Four readily available values that assist us in evaluating and managing credit spread volatility are: Implied Volatility (IV), Historic Volatility (HV), Delta, and Vega.
Implied Volatility (IV) provides us with a measure of an underlying asset’s expected future volatility.
When elevated, it means we can expect greater net premium income for our credit spread when it is established, but also means we should expect greater swings in price.
Historic Volatility (HV) gives us a rear view mirror look at the underlying’s volatility in the past.
When IV exceeds HV, the options may be considered relatively “expensive” and vice versa.
The Delta value is also a measure of volatility. It enables us to estimate the likelihood of the underlying reaching our credit spread’s short strike price at expiration, i.e. forcing our credit spread to at-the-money or in-the-money status against our wishes. Delta does so by giving us an estimate of what each dollar move in the underlying will do to the premium value of our credit spread.
Greater volatility, whether measured by Delta or by IV, also means greater risk that an unfavorable move in the underlying’s price will threaten an already established credit spread with increasing net premium.
Over-simplifying it, think of it this way: elevated volatility – whether using IV or Delta measurement – works for your credit spread at the time of inception by providing you with larger net premium income. But it works against you once you are in the spread because after the spread is established, you want the net premiums to decline… ideally to zero at option expiration.
Neither volatility nor any other characteristic of options represents a single magic variable that will tell us which credit spread candidates deserve our investment, and which credit spread should be avoided.
Whether you use “The Monthly Income Machine” (MIM) technique for identifying and managing the highest reward-to-risk credit spread and Iron Condor candidates, or employ your own arsenal of screening criteria, always remember that you are dealing with inter-related considerations.

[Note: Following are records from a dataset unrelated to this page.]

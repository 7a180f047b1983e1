//! Entry synthesis
//!
//! Maps a source record's type tag to one of the three entry shapes,
//! runs each field through the normalizers, and assembles the final
//! entry. The provider type tag is the only required field; everything
//! else degrades to an omitted field.

use tracing::{debug, warn};

use crate::citekey;
use crate::entry::{Entry, EntryType, FieldNameCase, FieldValue};
use crate::error::SynthesisError;
use crate::journals::{self, Journal};
use crate::names::{ascii_name_fragment, capitalize_first, PersonName};
use crate::protect::{protect, ProtectMode};
use crate::record::{CrossrefWork, EprintRecord, Record};

/// Per-call synthesis options.
#[derive(Debug, Clone, Copy)]
pub struct SynthesisOptions {
    /// Repair records with all-uppercase authors or titles by simple
    /// word capitalization. Takes precedence over `protect_mode`.
    pub fix_uppercase: bool,
    /// Title protection mode.
    pub protect_mode: ProtectMode,
    /// Casing of emitted field names.
    pub field_name_case: FieldNameCase,
    /// Emit macro tokens for known journals.
    pub use_journal_macros: bool,
    /// Dump the raw record through the diagnostics channel.
    pub debug_record: bool,
}

impl SynthesisOptions {
    pub fn new() -> Self {
        Self {
            fix_uppercase: false,
            protect_mode: ProtectMode::Auto,
            field_name_case: FieldNameCase::Capitalized,
            use_journal_macros: true,
            debug_record: false,
        }
    }
}

impl Default for SynthesisOptions {
    fn default() -> Self {
        Self::new()
    }
}

/// Synthesize an entry from a full record, honoring the diagnostic dump
/// switch.
pub fn synthesize(record: &Record, options: &SynthesisOptions) -> Result<Entry, SynthesisError> {
    if options.debug_record {
        debug!(target: "bibsynth::record", "{}", record.debug_dump());
    }
    synthesize_work(&record.work, options)
}

/// Synthesize an entry from an already extracted work record.
pub fn synthesize_work(
    work: &CrossrefWork,
    options: &SynthesisOptions,
) -> Result<Entry, SynthesisError> {
    let record_type = work.record_type.clone().unwrap_or_default();
    let entry_type = match record_type.as_str() {
        "journal-article" => EntryType::Article,
        "proceedings-article" => EntryType::InProceedings,
        "book-chapter" => EntryType::InCollection,
        _ => return Err(SynthesisError::UnsupportedType { record_type }),
    };

    let author = work.author_names(options.fix_uppercase).map(FieldValue::Literal);
    let title = work.first_title().map(|t| {
        if options.fix_uppercase {
            FieldValue::Literal(capitalize_first(t))
        } else {
            FieldValue::Literal(protect(t, options.protect_mode))
        }
    });
    let year = work.year();
    let year_field = year.map(|y| FieldValue::Literal(y.to_string()));
    let doi = work.doi.clone().map(FieldValue::Literal);
    // The family field is already the full last name; fold it directly
    // instead of re-parsing, which would misread a particle surname
    let first_author = work
        .first_author_family()
        .map(|family| ascii_name_fragment(&capitalize_first(family)));

    let mut entry;
    match entry_type {
        EntryType::Article => {
            let journal = select_journal(work, options.use_journal_macros);
            let cite_key = citekey::generate(first_author.as_deref(), journal.as_ref(), year);
            entry = Entry::new(entry_type, cite_key);
            entry.push_field("author", author);
            entry.push_field("title", title);
            entry.push_field("journal", journal.map(FieldValue::from));
            entry.push_field("year", year_field);
            entry.push_field("doi", doi);
            entry.push_field("pages", work.pages(false).map(FieldValue::Literal));
            entry.push_field("volume", work.volume.clone().map(FieldValue::Literal));
            entry.push_field("number", work.issue.clone().map(FieldValue::Literal));
        }
        EntryType::InProceedings => {
            let booktitle = work.journal_candidates().first().map(|s| s.to_string());
            let conference = booktitle.clone().map(Journal::Name);
            let cite_key = citekey::generate(first_author.as_deref(), conference.as_ref(), year);
            entry = Entry::new(entry_type, cite_key);
            entry.push_field("author", author);
            entry.push_field("title", title);
            entry.push_field("booktitle", booktitle.map(FieldValue::Literal));
            entry.push_field("year", year_field);
            entry.push_field("doi", doi);
            entry.push_field("pages", work.pages(true).map(FieldValue::Literal));
            entry.push_field(
                "address",
                work.event_location().map(|l| FieldValue::Literal(l.to_string())),
            );
            entry.push_field(
                "editor",
                work.editor_names(options.fix_uppercase).map(FieldValue::Literal),
            );
        }
        EntryType::InCollection => {
            let cite_key = citekey::generate(first_author.as_deref(), None, year);
            let booktitle = work.journal_candidates().first().map(|s| s.to_string());
            entry = Entry::new(entry_type, cite_key);
            entry.push_field("author", author);
            entry.push_field("title", title);
            entry.push_field("booktitle", booktitle.map(FieldValue::Literal));
            entry.push_field("year", year_field);
            entry.push_field("doi", doi);
            entry.push_field("pages", work.pages(true).map(FieldValue::Literal));
            entry.push_field(
                "editor",
                work.editor_names(options.fix_uppercase).map(FieldValue::Literal),
            );
            entry.push_field("publisher", work.publisher.clone().map(FieldValue::Literal));
            entry.push_field("volume", work.volume.clone().map(FieldValue::Literal));
        }
    }
    Ok(entry)
}

/// Synthesize an article entry for an arXiv e-print.
pub fn synthesize_eprint(record: &EprintRecord, options: &SynthesisOptions) -> Entry {
    let names: Vec<PersonName> = record.authors.iter().map(|a| PersonName::parse(a)).collect();
    let mut cite_key = names
        .first()
        .map(|n| citekey::generate(Some(&n.key_fragment()), None, None))
        .unwrap_or_default();
    cite_key.push_str(&record.id.replace('/', "."));

    let author = if names.is_empty() {
        None
    } else if options.fix_uppercase {
        Some(
            names
                .iter()
                .map(|n| crate::names::capitalize_words(&n.display()))
                .collect::<Vec<_>>()
                .join(" and "),
        )
    } else {
        Some(
            names
                .iter()
                .map(PersonName::display)
                .collect::<Vec<_>>()
                .join(" and "),
        )
    };
    let title = record.title.as_deref().map(|t| {
        if options.fix_uppercase {
            capitalize_first(t)
        } else {
            protect(t, options.protect_mode)
        }
    });

    let mut entry = Entry::new(EntryType::Article, cite_key);
    entry.push_field("author", author.map(FieldValue::Literal));
    entry.push_field("title", title.map(FieldValue::Literal));
    entry.push_field(
        "journal",
        Some(FieldValue::Literal(format!("arXiv:{}", record.id))),
    );
    entry.push_field(
        "year",
        record.year.map(|y| FieldValue::Literal(y.to_string())),
    );
    entry.push_field(
        "url",
        Some(FieldValue::Literal(format!(
            "https://doi.org/10.48550/arXiv.{}",
            record.id
        ))),
    );
    entry
}

/// Pick the journal for an article record.
///
/// With macros enabled, the first name candidate with a known macro
/// wins; a missing macro is reported as a warning before falling back to
/// the first literal candidate.
fn select_journal(work: &CrossrefWork, use_macros: bool) -> Option<Journal> {
    let candidates = work.journal_candidates();
    if use_macros {
        for name in &candidates {
            if let Some(token) = journals::macro_for(name) {
                return Some(Journal::Macro(token.to_string()));
            }
        }
        if !candidates.is_empty() {
            warn!("no journal macro for {}", candidates.join(", "));
        }
    }
    candidates.first().map(|name| Journal::Name(name.to_string()))
}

A conservative income investor who is seriously targeting an ongoing income stream from credit spreads needs an objective method of weighing a number of trade entry criteria that affect each other.
At a minimum, when screening for credit spread and Iron Condor candidates, we recommend using specific screening values for:
- volatility,
- distance of the spread from the underlying,
- net premium collected up front,
- interval between spread strike prices,
- minimizing “headline risk” where possible,
- and setting a risk limit for each trade.
As with any market-related investment, the option credit spread investor needs to “manage” his credit spread position.
The essence of trade management is risk management, i.e. what is to be done – and when – if an existing position is going the wrong way. While a discussion of risk management techniques is beyond the scope of this white paper, changes in the volatility measures IV, Delta, and Vega can play an important role in risk management decisions.
Bottom line, option credit spread volatility is at the heart of both identifying the most promising credit spread candidates, and managing the positions once established.